In einigen Ländern hat man sich an gentechnisch veränderte Organismen gewöhnt, und die Leute sehen einige Vorteile auch für die Allgemeinheit. Zum Beispiel erleichtern herbizidresistente Sojapflanzen den Bauern in den USA das Leben. Sie müssen das Unkraut nicht mehr unterpflügen, sprühen einfach Unkrautvernichtungsmittel und entfernen damit die anderen Pflanzen, das Wasser wird dadurch besser im Boden gehalten, die Bodenstrukur ist besser, die Methode ist nachhaltiger und weniger arbeitsintensiv. Ich glaube, wenn es Merkmale gibt, die den VerbraucherInnen nutzen, werden auch die EuropäerInnen sehen, was wir eigentlich für sie tun könnten. Aber heutzutage rackern wir uns noch ab, Unterstützung zu bekommen.

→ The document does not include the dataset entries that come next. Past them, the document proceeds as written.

//! Armored age encryption plumbing shared by the stream and YAML paths.
//!
//! Everything here goes through trait objects so the same code serves
//! x25519, SSH, scrypt and encrypted-file capabilities.

use std::io::{Read, Write};

use age::armor::{ArmoredReader, ArmoredWriter, Format};
use age::DecryptError;
use tracing::trace;

use crate::core::identity::KeyIdentity;
use crate::error::{CipherError, Result};

/// First line of an armored age file.
pub const ARMOR_HEADER: &str = "-----BEGIN AGE ENCRYPTED FILE-----";

/// Last line of an armored age file.
pub const ARMOR_FOOTER: &str = "-----END AGE ENCRYPTED FILE-----";

/// Whether `data` is a complete armored age file.
///
/// Anything outside the header/footer markers disqualifies the payload from
/// being treated as already-encrypted.
pub fn is_armored(data: &str) -> bool {
    let trimmed = data.trim();
    trimmed.starts_with(ARMOR_HEADER) && trimmed.ends_with(ARMOR_FOOTER)
}

/// Encrypt `plaintext` for `recipients`, armored or binary per `format`.
pub fn encrypt(
    plaintext: &[u8],
    recipients: &[Box<dyn age::Recipient + Send>],
    format: Format,
) -> Result<Vec<u8>> {
    trace!(
        recipients = recipients.len(),
        plaintext_len = plaintext.len(),
        "encrypting"
    );

    let encryptor = age::Encryptor::with_recipients(
        recipients.iter().map(|r| r.as_ref() as &dyn age::Recipient),
    )
    .map_err(|e| CipherError::EncryptionFailed(format!("{}", e)))?;

    let mut encrypted = Vec::new();
    let mut writer = encryptor
        .wrap_output(
            ArmoredWriter::wrap_output(&mut encrypted, format).map_err(CipherError::Io)?,
        )
        .map_err(|e| CipherError::EncryptionFailed(format!("{}", e)))?;

    writer.write_all(plaintext).map_err(CipherError::Io)?;
    let armored = writer
        .finish()
        .map_err(|e| CipherError::EncryptionFailed(format!("{}", e)))?;
    armored
        .finish()
        .map_err(|e| CipherError::ArmorFailed(format!("{}", e)))?;

    trace!(ciphertext_len = encrypted.len(), "encrypted");

    Ok(encrypted)
}

/// Encrypt a textual payload to an armored envelope.
pub fn encrypt_armored(
    plaintext: &str,
    recipients: &[Box<dyn age::Recipient + Send>],
) -> Result<String> {
    let encrypted = encrypt(plaintext.as_bytes(), recipients, Format::AsciiArmor)?;
    String::from_utf8(encrypted)
        .map_err(|e| CipherError::ArmorFailed(format!("UTF-8 error: {}", e)).into())
}

/// Decrypt `ciphertext` by trying `identities` in order.
///
/// Armor is detected automatically; binary input passes straight through.
/// The first identity that does not decline wins; an identity returning a
/// hard error aborts immediately.
pub fn decrypt(ciphertext: &[u8], identities: &[KeyIdentity]) -> Result<Vec<u8>> {
    trace!(
        identities = identities.len(),
        ciphertext_len = ciphertext.len(),
        "decrypting"
    );

    let reader = ArmoredReader::new(ciphertext);
    let decryptor = age::Decryptor::new(reader).map_err(decrypt_error)?;

    let mut decrypted = Vec::new();
    let mut reader = decryptor
        .decrypt(identities.iter().map(|i| i as &dyn age::Identity))
        .map_err(decrypt_error)?;
    reader
        .read_to_end(&mut decrypted)
        .map_err(CipherError::Io)?;

    trace!(plaintext_len = decrypted.len(), "decrypted");

    Ok(decrypted)
}

/// Decrypt an armored textual envelope to its textual payload.
pub fn decrypt_armored(ciphertext: &str, identities: &[KeyIdentity]) -> Result<String> {
    let decrypted = decrypt(ciphertext.as_bytes(), identities)?;
    String::from_utf8(decrypted)
        .map_err(|e| CipherError::DecryptionFailed(format!("UTF-8 error: {}", e)).into())
}

fn decrypt_error(err: DecryptError) -> CipherError {
    match err {
        DecryptError::NoMatchingKeys => CipherError::NoMatchingIdentity,
        other => CipherError::DecryptionFailed(format!("{}", other)),
    }
}
//! Leafage - transparent age encryption for YAML documents.

use clap::Parser;
use tracing_subscriber::{fmt, prelude::*, EnvFilter};

use leafage::cli::output;
use leafage::cli::{execute, Cli};
use leafage::error::{CipherError, ConfigError, Error};

fn main() {
    let cli = Cli::parse();

    // Initialize tracing subscriber with env-filter support
    let filter = EnvFilter::try_from_env("LEAFAGE_LOG").unwrap_or_else(|_| {
        if cli.verbose {
            EnvFilter::new("leafage=debug")
        } else {
            EnvFilter::new("leafage=warn")
        }
    });

    tracing_subscriber::registry()
        .with(filter)
        .with(
            fmt::layer()
                .with_target(false)
                .without_time()
                .with_writer(std::io::stderr),
        )
        .init();

    if let Err(e) = execute(cli.command) {
        let suggestion = match &e {
            Error::Config(ConfigError::MissingRecipients) => {
                Some("see: leafage encrypt --help")
            }
            Error::Config(ConfigError::BinaryToTerminal) => {
                Some("pipe the output or pass -a/--armor")
            }
            Error::Cipher(CipherError::NoMatchingIdentity) => {
                Some("pass an identity file with -i/--identity")
            }
            _ => None,
        };

        output::error(&e.to_string());
        if let Some(hint) = suggestion {
            output::hint(hint);
        }
        std::process::exit(1);
    }
}
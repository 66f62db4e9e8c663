//! Core library components.

pub mod cipher;
pub mod document;
pub mod identity;
pub mod passphrase;
pub mod recipient;
pub mod tag;
pub mod visitor;
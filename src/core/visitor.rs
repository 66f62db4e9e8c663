//! The YAML tree visitor.
//!
//! One visitor performs one directional pass over a document: decrypt
//! (identities, no recipients), encrypt (recipients, `no_decrypt`), or the
//! combined decrypt-then-encrypt used by single-pass re-encryption.
//!
//! Node-local failures never abort the pass. They are accumulated and the
//! offending node is left untouched, so one bad envelope cannot destroy the
//! rest of the document.

use serde_yaml::value::{Tag, TaggedValue};
use serde_yaml::Value;
use tracing::debug;

use crate::core::cipher;
use crate::core::identity::KeyIdentity;
use crate::core::tag::TagAttributes;
use crate::error::{Error, YamlError};

/// Per-pass behavior switches.
#[derive(Debug, Default, Clone, Copy)]
pub struct VisitorOptions {
    /// Leave armored payloads untouched; only encrypt plaintext nodes.
    pub no_decrypt: bool,
    /// Strip the tag marker from every processed node.
    pub force_no_tag: bool,
    /// Ignore the `notag` attribute, keeping tags on freshly encrypted nodes.
    pub discard_no_tag: bool,
}

/// Walks a YAML value and rewrites `!crypto/age` tagged nodes.
pub struct Visitor<'a> {
    identities: &'a [KeyIdentity],
    recipients: &'a [Box<dyn age::Recipient + Send>],
    options: VisitorOptions,
    errors: Vec<Error>,
}

impl<'a> Visitor<'a> {
    pub fn new(
        identities: &'a [KeyIdentity],
        recipients: &'a [Box<dyn age::Recipient + Send>],
        options: VisitorOptions,
    ) -> Self {
        Self {
            identities,
            recipients,
            options,
            errors: Vec::new(),
        }
    }

    /// Errors accumulated so far, draining the visitor.
    pub fn take_errors(&mut self) -> Vec<Error> {
        std::mem::take(&mut self.errors)
    }

    /// Transform one document tree.
    pub fn transform(&mut self, value: Value) -> Value {
        match value {
            Value::Mapping(mapping) => Value::Mapping(
                mapping
                    .into_iter()
                    .map(|(k, v)| (self.transform(k), self.transform(v)))
                    .collect(),
            ),
            Value::Sequence(sequence) => Value::Sequence(
                sequence.into_iter().map(|v| self.transform(v)).collect(),
            ),
            Value::Tagged(tagged) => self.visit_tagged(*tagged),
            other => other,
        }
    }

    fn visit_tagged(&mut self, tagged: TaggedValue) -> Value {
        let marker = marker_of(&tagged.tag);
        let Some(attrs) = TagAttributes::parse(&marker) else {
            // Foreign tag: keep it, still walk its children.
            return Value::Tagged(Box::new(TaggedValue {
                tag: tagged.tag,
                value: self.transform(tagged.value),
            }));
        };

        for token in &attrs.unknown {
            self.errors
                .push(YamlError::UnknownAttribute(token.clone()).into());
        }

        let mut value = tagged.value;
        if !self.options.no_decrypt {
            value = self.decrypt_node(value);
        }

        let encrypting = !self.recipients.is_empty();
        let (value, fresh) = if encrypting {
            self.encrypt_node(value)
        } else {
            (value, false)
        };

        // The notag attribute only takes effect on a freshly encrypted
        // node; an envelope passed through untouched keeps its marker so
        // the document stays re-processable. The same goes for a node whose
        // decryption failed: the payload is still armored and must keep its
        // marker even under force_no_tag.
        let strip = if encrypting {
            fresh
                && (self.options.force_no_tag
                    || (attrs.no_tag && !self.options.discard_no_tag))
        } else {
            self.options.force_no_tag
                && !matches!(&value, Value::String(s) if cipher::is_armored(s))
        };

        if strip {
            value
        } else {
            Value::Tagged(Box::new(TaggedValue {
                tag: tagged.tag,
                value,
            }))
        }
    }

    /// Replace an armored scalar with its decrypted value. Plaintext nodes
    /// and non-string nodes pass through.
    fn decrypt_node(&mut self, value: Value) -> Value {
        let Value::String(ciphertext) = &value else {
            return value;
        };
        if !cipher::is_armored(ciphertext) {
            return value;
        }

        let plain = match cipher::decrypt_armored(ciphertext, self.identities) {
            Ok(plain) => plain,
            Err(err) => {
                debug!("leaving node encrypted: {}", err);
                self.errors.push(err);
                return value;
            }
        };
        match serde_yaml::from_str(&plain) {
            Ok(decrypted) => decrypted,
            Err(err) => {
                self.errors.push(YamlError::Syntax(err).into());
                value
            }
        }
    }

    /// Encrypt a plaintext node, returning whether a fresh envelope was
    /// produced. An already-armored scalar passes through untouched, which
    /// makes repeated encryption idempotent.
    fn encrypt_node(&mut self, value: Value) -> (Value, bool) {
        if let Value::String(text) = &value {
            if cipher::is_armored(text) {
                return (value, false);
            }
        }

        let serialized = match serde_yaml::to_string(&value) {
            Ok(serialized) => serialized,
            Err(err) => {
                self.errors.push(YamlError::Syntax(err).into());
                return (value, false);
            }
        };
        match cipher::encrypt_armored(&serialized, self.recipients) {
            Ok(armored) => (Value::String(armored), true),
            Err(err) => {
                self.errors.push(err);
                (value, false)
            }
        }
    }
}

/// Render a tag back to its `!`-prefixed source form.
fn marker_of(tag: &Tag) -> String {
    let rendered = tag.to_string();
    if rendered.starts_with('!') {
        rendered
    } else {
        format!("!{}", rendered)
    }
}
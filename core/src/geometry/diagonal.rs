//! Diagonal keys
//!
//! The two diagonals of a square share their midpoint and their length. A
//! point pair is keyed by twice its midpoint and its squared length, all in
//! exact integers, so pairs that could be the two diagonals of one square land
//! on the same key.

use crate::model::Point;

/// `(sum_x, sum_y, length_sq)` of a point pair
#[derive(Debug, Clone, Copy, PartialEq, Eq, Hash, PartialOrd, Ord)]
pub struct DiagonalKey {
    /// Twice the midpoint x
    pub sum_x: i64,
    /// Twice the midpoint y
    pub sum_y: i64,
    /// Squared distance between the pair
    pub length_sq: u128,
}

impl DiagonalKey {
    /// Key of the segment `a`-`b`; symmetric in its arguments
    pub fn of(a: &Point, b: &Point) -> Self {
        Self {
            sum_x: i64::from(a.x) + i64::from(b.x),
            sum_y: i64::from(a.y) + i64::from(b.y),
            length_sq: a.distance_squared(b),
        }
    }
}
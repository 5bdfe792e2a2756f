//! Plane vectors for the confirmation checks
//!
//! `Offset` keeps integer differences exact; `Vec2` is the floating point
//! view used for lengths and the tolerance-bounded angle test.

use crate::model::Point;

/// Exact integer displacement between two points
#[derive(Debug, Clone, Copy, PartialEq, Eq)]
pub struct Offset {
    pub dx: i64,
    pub dy: i64,
}

impl Offset {
    pub fn new(dx: i64, dy: i64) -> Self {
        Self { dx, dy }
    }

    /// Vector from `from` to `to`
    pub fn between(from: &Point, to: &Point) -> Self {
        Self {
            dx: i64::from(to.x) - i64::from(from.x),
            dy: i64::from(to.y) - i64::from(from.y),
        }
    }

    pub fn is_zero(&self) -> bool {
        self.dx == 0 && self.dy == 0
    }

    pub fn dot(&self, other: &Offset) -> i128 {
        i128::from(self.dx) * i128::from(other.dx) + i128::from(self.dy) * i128::from(other.dy)
    }

    /// Cross product z-component
    pub fn cross_z(&self, other: &Offset) -> i128 {
        i128::from(self.dx) * i128::from(other.dy) - i128::from(self.dy) * i128::from(other.dx)
    }

    /// Both offsets point the same way from the origin
    pub fn same_direction(&self, other: &Offset) -> bool {
        self.cross_z(other) == 0 && self.dot(other) > 0
    }

    pub fn to_vec2(self) -> Vec2 {
        Vec2::new(self.dx as f64, self.dy as f64)
    }
}

/// Floating point 2D vector
#[derive(Debug, Clone, Copy, PartialEq)]
pub struct Vec2 {
    pub x: f64,
    pub y: f64,
}

impl Vec2 {
    pub fn new(x: f64, y: f64) -> Self {
        Self { x, y }
    }

    pub fn length(&self) -> f64 {
        (self.x * self.x + self.y * self.y).sqrt()
    }

    pub fn dot(&self, other: &Vec2) -> f64 {
        self.x * other.x + self.y * other.y
    }

    /// Polar angle in radians, in `(-pi, pi]`
    pub fn angle(&self) -> f64 {
        self.y.atan2(self.x)
    }
}
//! Value types shared by the store and the finder
//!
//! - **point**: point ids, integer coordinates and stored points
//! - **square**: validated four-corner squares and their canonical key

mod point;
mod square;

pub use point::{Coord, Point, PointId};
pub use square::{Square, SquareError, SquareKey};
//! Geometry module - closed-form checks on integer points
//!
//! No search logic here, just the pieces the finder is built from.

pub mod confirm;
pub mod diagonal;
pub mod vector;

pub use confirm::{angular_order, confirm_square, is_square, Rejection, DEFAULT_TOLERANCE};
pub use diagonal::DiagonalKey;
pub use vector::{Offset, Vec2};
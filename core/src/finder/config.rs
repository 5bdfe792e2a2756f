//! Finder configuration

use crate::geometry::DEFAULT_TOLERANCE;
use serde::{Deserialize, Serialize};
use thiserror::Error;

/// Configuration values the finder cannot work with
#[derive(Error, Debug, Clone, PartialEq)]
pub enum ConfigError {
    #[error("tolerance must be a finite, non-negative number, got {0}")]
    InvalidTolerance(f64),
}

/// Square finder configuration
#[derive(Debug, Clone, PartialEq, Serialize, Deserialize)]
#[serde(default)]
pub struct FinderConfig {
    /// Absolute tolerance for equal sides, scaled by side² for right angles
    pub tolerance: f64,

    /// Diagonal groups with more pairs than this are logged as a warning
    ///
    /// Candidate checks inside a group grow with the square of its size, so
    /// point sets with many points symmetric about one center approach
    /// O(n⁴). The search is never cut short; this only makes it visible.
    pub large_group_warning: usize,
}

impl Default for FinderConfig {
    fn default() -> Self {
        Self {
            tolerance: DEFAULT_TOLERANCE,
            large_group_warning: 256,
        }
    }
}

impl FinderConfig {
    /// Check values that would make every candidate fail confirmation
    pub fn validate(&self) -> Result<(), ConfigError> {
        if !(self.tolerance.is_finite() && self.tolerance >= 0.0) {
            return Err(ConfigError::InvalidTolerance(self.tolerance));
        }
        Ok(())
    }
}

#[cfg(test)]
mod tests {
    use super::*;

    #[test]
    fn test_defaults() {
        let config = FinderConfig::default();
        assert_eq!(config.tolerance, 0.001);
        assert_eq!(config.large_group_warning, 256);
    }

    #[test]
    fn test_validate() {
        assert!(FinderConfig::default().validate().is_ok());

        for tolerance in [-1.0, f64::NAN, f64::INFINITY] {
            let config = FinderConfig {
                tolerance,
                ..FinderConfig::default()
            };
            assert!(
                matches!(config.validate(), Err(ConfigError::InvalidTolerance(_))),
                "tolerance {} should be rejected",
                tolerance
            );
        }

        let exact = FinderConfig {
            tolerance: 0.0,
            ..FinderConfig::default()
        };
        assert!(exact.validate().is_ok());
    }

    #[test]
    fn test_partial_json_fills_defaults() {
        let config: FinderConfig = serde_json::from_str(r#"{ "tolerance": 0.5 }"#).unwrap();

        assert_eq!(config.tolerance, 0.5);
        assert_eq!(config.large_group_warning, 256);
    }
}
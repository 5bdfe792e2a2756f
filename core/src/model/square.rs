//! Squares made of four stored points

use super::point::{Coord, Point};
use serde::{Deserialize, Serialize};
use std::fmt;
use std::hash::{Hash, Hasher};
use thiserror::Error;

/// Errors raised when building a [`Square`] from an explicit point list
#[derive(Error, Debug, Clone, PartialEq, Eq)]
pub enum SquareError {
    #[error("A square needs points, none were given")]
    NoPoints,

    #[error("A square must have exactly 4 points, got {0}")]
    WrongPointCount(usize),

    #[error("A square must have 4 distinct points, ({x}, {y}) appears more than once")]
    DuplicatePoint { x: i32, y: i32 },
}

/// Canonical square key: the four corner coordinates sorted ascending
///
/// Two discoveries of the same square produce the same key no matter which
/// diagonal pair found them or which ids the corners carry.
#[derive(Debug, Clone, Copy, PartialEq, Eq, Hash, PartialOrd, Ord)]
pub struct SquareKey(pub [Coord; 4]);

impl SquareKey {
    pub fn from_points(points: &[Point; 4]) -> Self {
        let mut coords = points.map(|p| p.coord());
        coords.sort_unstable();
        Self(coords)
    }
}

impl fmt::Display for SquareKey {
    fn fmt(&self, f: &mut fmt::Formatter<'_>) -> fmt::Result {
        let [a, b, c, d] = self.0;
        write!(f, "{}|{}|{}|{}", a, b, c, d)
    }
}

/// Four distinct points forming a square
///
/// Points are kept in ascending id order for presentation stability. Equality
/// and hashing go through the [`SquareKey`], so they only look at coordinates.
#[derive(Debug, Clone, Serialize, Deserialize)]
#[serde(try_from = "RawSquare")]
pub struct Square {
    points: [Point; 4],
}

#[derive(Deserialize)]
struct RawSquare {
    points: Vec<Point>,
}

impl TryFrom<RawSquare> for Square {
    type Error = SquareError;

    fn try_from(raw: RawSquare) -> Result<Self, Self::Error> {
        Square::new(raw.points)
    }
}

impl Square {
    /// Build a square from an explicit point list
    ///
    /// Only the shape of the input is validated (count and distinctness), the
    /// geometry is not: use [`Square::is_valid_square`] for that.
    pub fn new<I>(points: I) -> Result<Self, SquareError>
    where
        I: IntoIterator<Item = Point>,
    {
        let list: Vec<Point> = points.into_iter().collect();

        if list.is_empty() {
            return Err(SquareError::NoPoints);
        }

        let mut points: [Point; 4] = list
            .as_slice()
            .try_into()
            .map_err(|_| SquareError::WrongPointCount(list.len()))?;

        for i in 0..4 {
            for j in (i + 1)..4 {
                if points[i].same_position(&points[j]) {
                    return Err(SquareError::DuplicatePoint {
                        x: points[i].x,
                        y: points[i].y,
                    });
                }
            }
        }

        points.sort_by_key(|p| p.id);
        Ok(Self { points })
    }

    /// Corners in ascending id order
    pub fn points(&self) -> &[Point; 4] {
        &self.points
    }

    pub fn key(&self) -> SquareKey {
        SquareKey::from_points(&self.points)
    }

    /// Whether a corner sits at `coord`
    pub fn contains(&self, coord: Coord) -> bool {
        self.points.iter().any(|p| p.coord() == coord)
    }

    /// Wrap four corners that already passed geometric confirmation
    ///
    /// Confirmation rejects coincident corners (they tie in angular order), so
    /// the shape checks of [`Square::new`] cannot fail here.
    pub(crate) fn from_confirmed(mut points: [Point; 4]) -> Self {
        points.sort_by_key(|p| p.id);
        Self { points }
    }

    /// Six-distance square test
    ///
    /// Four distinct points form a square exactly when their six pairwise
    /// distances take two values: four equal sides and two equal, longer
    /// diagonals. Independent of the diagonal-pairing search, so it doubles as
    /// a brute-force reference.
    pub fn is_valid_square(points: &[Point; 4]) -> bool {
        for i in 0..4 {
            for j in (i + 1)..4 {
                if points[i].same_position(&points[j]) {
                    return false;
                }
            }
        }

        let mut distances = Vec::with_capacity(6);
        for i in 0..4 {
            for j in (i + 1)..4 {
                distances.push(points[i].distance_squared(&points[j]));
            }
        }
        distances.sort_unstable();

        let side = distances[0];
        let diagonal = distances[5];
        distances[..4].iter().all(|&d| d == side)
            && distances[4] == diagonal
            && diagonal == 2 * side
    }
}

impl PartialEq for Square {
    fn eq(&self, other: &Self) -> bool {
        self.key() == other.key()
    }
}

impl Eq for Square {}

impl Hash for Square {
    fn hash<H: Hasher>(&self, state: &mut H) {
        self.key().hash(state);
    }
}

impl fmt::Display for Square {
    fn fmt(&self, f: &mut fmt::Formatter<'_>) -> fmt::Result {
        let corners: Vec<String> = self
            .points
            .iter()
            .map(|p| format!("({}, {})", p.x, p.y))
            .collect();
        write!(f, "Square: [{}]", corners.join(", "))
    }
}

#[cfg(test)]
mod tests {
    use super::*;
    use crate::model::PointId;

    fn pt(id: u64, x: i32, y: i32) -> Point {
        Point::new(PointId(id), x, y)
    }

    #[test]
    fn test_new_with_valid_square() {
        let square = Square::new([pt(1, -1, 1), pt(2, 1, 1), pt(3, 1, -1), pt(4, -1, -1)])
            .expect("valid input");

        assert_eq!(square.points().len(), 4);
        assert!(square.contains(Coord::new(-1, 1)));
        assert!(square.contains(Coord::new(1, -1)));
    }

    #[test]
    fn test_new_orders_points_by_id() {
        let square = Square::new([pt(9, 0, 0), pt(2, 1, 0), pt(5, 1, 1), pt(1, 0, 1)]).unwrap();
        let ids: Vec<u64> = square.points().iter().map(|p| p.id.0).collect();

        assert_eq!(ids, vec![1, 2, 5, 9]);
    }

    #[test]
    fn test_new_rejects_empty_input() {
        assert_eq!(Square::new(Vec::new()), Err(SquareError::NoPoints));
    }

    #[test]
    fn test_new_rejects_wrong_count() {
        let err = Square::new([pt(1, 0, 0), pt(2, 1, 0), pt(3, 1, 1)]).unwrap_err();
        assert_eq!(err, SquareError::WrongPointCount(3));

        let err = Square::new([
            pt(1, 0, 0),
            pt(2, 1, 0),
            pt(3, 1, 1),
            pt(4, 0, 1),
            pt(5, 2, 2),
        ])
        .unwrap_err();
        assert_eq!(err, SquareError::WrongPointCount(5));
    }

    #[test]
    fn test_new_rejects_duplicate_coordinates() {
        let err = Square::new([pt(1, 0, 0), pt(2, 1, 0), pt(3, 0, 0), pt(4, 0, 1)]).unwrap_err();

        assert_eq!(err, SquareError::DuplicatePoint { x: 0, y: 0 });
    }

    #[test]
    fn test_equality_uses_coordinates_only() {
        let a = Square::new([pt(1, 0, 0), pt(2, 1, 0), pt(3, 1, 1), pt(4, 0, 1)]).unwrap();
        let b = Square::new([pt(14, 0, 1), pt(11, 1, 1), pt(12, 0, 0), pt(13, 1, 0)]).unwrap();

        assert_eq!(a, b);
        assert_eq!(a.key(), b.key());
    }

    #[test]
    fn test_key_is_sorted() {
        let key = SquareKey::from_points(&[pt(1, 1, 1), pt(2, 0, 1), pt(3, 1, 0), pt(4, 0, 0)]);

        assert_eq!(
            key.0,
            [Coord::new(0, 0), Coord::new(0, 1), Coord::new(1, 0), Coord::new(1, 1)]
        );
        assert_eq!(key.to_string(), "(0, 0)|(0, 1)|(1, 0)|(1, 1)");
    }

    #[test]
    fn test_is_valid_square() {
        assert!(Square::is_valid_square(&[pt(1, 0, 0), pt(2, 1, 0), pt(3, 1, 1), pt(4, 0, 1)]));
        assert!(Square::is_valid_square(&[pt(1, -1, 1), pt(2, 1, 1), pt(3, 1, -1), pt(4, -1, -1)]));
        assert!(Square::is_valid_square(&[pt(1, 1, 0), pt(2, 2, 1), pt(3, 1, 2), pt(4, 0, 1)]));

        // rectangle
        assert!(!Square::is_valid_square(&[pt(1, 0, 0), pt(2, 2, 0), pt(3, 2, 1), pt(4, 0, 1)]));
        // rhombus
        assert!(!Square::is_valid_square(&[pt(1, 0, 0), pt(2, 2, 1), pt(3, 4, 0), pt(4, 2, -1)]));
        // coincident corners
        assert!(!Square::is_valid_square(&[pt(1, 0, 0), pt(2, 0, 0), pt(3, 1, 1), pt(4, 0, 1)]));
    }

    #[test]
    fn test_from_confirmed_orders_by_id() {
        let square = Square::from_confirmed([pt(4, 0, 1), pt(3, 1, 1), pt(1, 0, 0), pt(2, 1, 0)]);
        let ids: Vec<u64> = square.points().iter().map(|p| p.id.0).collect();

        assert_eq!(ids, vec![1, 2, 3, 4]);
        assert_eq!(square, Square::new([pt(1, 0, 0), pt(2, 1, 0), pt(3, 1, 1), pt(4, 0, 1)]).unwrap());
    }

    #[test]
    fn test_display() {
        let square = Square::new([pt(1, 0, 0), pt(2, 1, 0), pt(3, 1, 1), pt(4, 0, 1)]).unwrap();
        assert_eq!(square.to_string(), "Square: [(0, 0), (1, 0), (1, 1), (0, 1)]");
    }

    #[test]
    fn test_json_round_trip_validates() {
        let square = Square::new([pt(1, 0, 0), pt(2, 1, 0), pt(3, 1, 1), pt(4, 0, 1)]).unwrap();
        let json = serde_json::to_string(&square).unwrap();
        assert!(json.starts_with("{\"points\":["));

        let back: Square = serde_json::from_str(&json).unwrap();
        assert_eq!(back, square);

        let bad = r#"{"points":[{"id":1,"x":0,"y":0},{"id":2,"x":0,"y":0}]}"#;
        assert!(serde_json::from_str::<Square>(bad).is_err());
    }
}
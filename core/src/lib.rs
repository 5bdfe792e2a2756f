//! Squares Core
//!
//! Find every square whose four corners belong to a set of integer points.
//!
//! Points live in a [`PointStore`], which keeps them unique by coordinates and
//! hands out ids. A [`SquareFinder`] takes a snapshot of those points, groups
//! every pair by its diagonal key (twice the midpoint plus the squared
//! length), confirms each candidate geometrically and de-duplicates the
//! results by their sorted corner coordinates.
//!
//! ```rust
//! use squares_core::{PointStore, SquareFinder};
//!
//! let store = PointStore::new();
//! for (x, y) in [(0, 0), (1, 0), (1, 1), (0, 1)] {
//!     store.add(x, y);
//! }
//!
//! let squares = SquareFinder::default().find_squares(&store.all());
//! assert_eq!(squares.len(), 1);
//! ```

pub mod model;    // Points, coordinates, squares
pub mod geometry; // Diagonal keys and square confirmation
pub mod store;    // Thread-safe point storage
pub mod finder;   // Diagonal-pairing square search
pub mod service;  // Store + finder facade
pub mod loader;   // Point set documents

pub use model::{Coord, Point, PointId, Square, SquareError, SquareKey};
pub use geometry::{confirm_square, DiagonalKey, Rejection};
pub use store::{PointRepository, PointStore};
pub use finder::{count_squares, ConfigError, find_squares, FinderConfig, SearchStats, SquareFinder, SquareSearch};
pub use service::SquareService;
pub use loader::{load_point_set, parse_point_set, LoadError, LoadResult, PointSet};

Dennoch können die EuropäerInnen keinen Vorteil für sich selbst erkennen. Also fragt man sich: “Wozu benötigen wir gentechnisch veränderte Organismen, sie machen Monsanto reicher, sie helfen vielleicht den LandwirtInnen, aber ich bin weder noch, ich bin bloß Konsument?“


Eines der Dinge, die mir an der Tomatengeschichte gefallen, ist der mögliche gesundheitsfördernde Effekt. Hinter unserer Arbeit steht keine Geschäftemacherei. Monsanto sponserte uns nicht, und so hatten NGOs kaum Möglichkeiten uns anzugreifen.
Es ist erschreckend, aber Leute riefen mich an, erzählten mir, dass sie gerade eben die Diagnose Krebs erfahren haben, und fragten mich, ob ich ihnen die lila Tomaten schicken könne. „Nein, kann ich nicht, und ich kann nichts, aber auch gar nichts, versprechen.“
Doch stellen Sie sich vor, Sie stehen im Supermarkt und da gibt es diese lila Tomaten … Sie sind in einer besonders guten Sorte gezüchtet, die ausgezeichnet schmeckt, und dann gibt es die gewöhnlichen Tomaten. „Welche nehme ich nun“, denken Sie, „vielleicht diese da, sie sind kaum teurer, aber sie könnten besser für mich sein?“ Keiner wird Sie zwingen die Tomaten zu kaufen, aber es ist doch wohl ganz gut wählen zu können, oder etwa nicht?

Haben Sie die lila Tomaten patentieren lassen, oder haben Sie es vor?


Nein, dafür gibt es kein Patent. Wären die lila Tomaten neuartig genug, dass man sie hätte patentieren lassen können, hätte mein Institut vermutlich auf ein Patent bestanden. Ich bin aber sehr froh, dass es kein Patent auf die Tomaten gibt, weil ich es nicht gut fände.

Und wollen Sie bei Tomaten bleiben, oder versuchen Sie sich demnächst an lila Basilikum und Mozzarella?


Es gibt roten Basilikum, er ist gentechnikfrei, hat Anthocyanine, aber nicht so viel, dass er eine Wirkung hätte. Wir würden gerne mit Kartoffeln arbeiten, denn es gibt viele Gründe Kartoffeln gentechnisch zu verändern, etwa um sie resistent gegen Krankheitserreger und Fäule zu machen, aber das funktioniert in Europa nur, wenn man es mit Vorteilen für die Verbraucher koppelt. Glaube ich zumindest.

Vielen Dank für das Gespräch und viel Erfolg für ihre Forschung.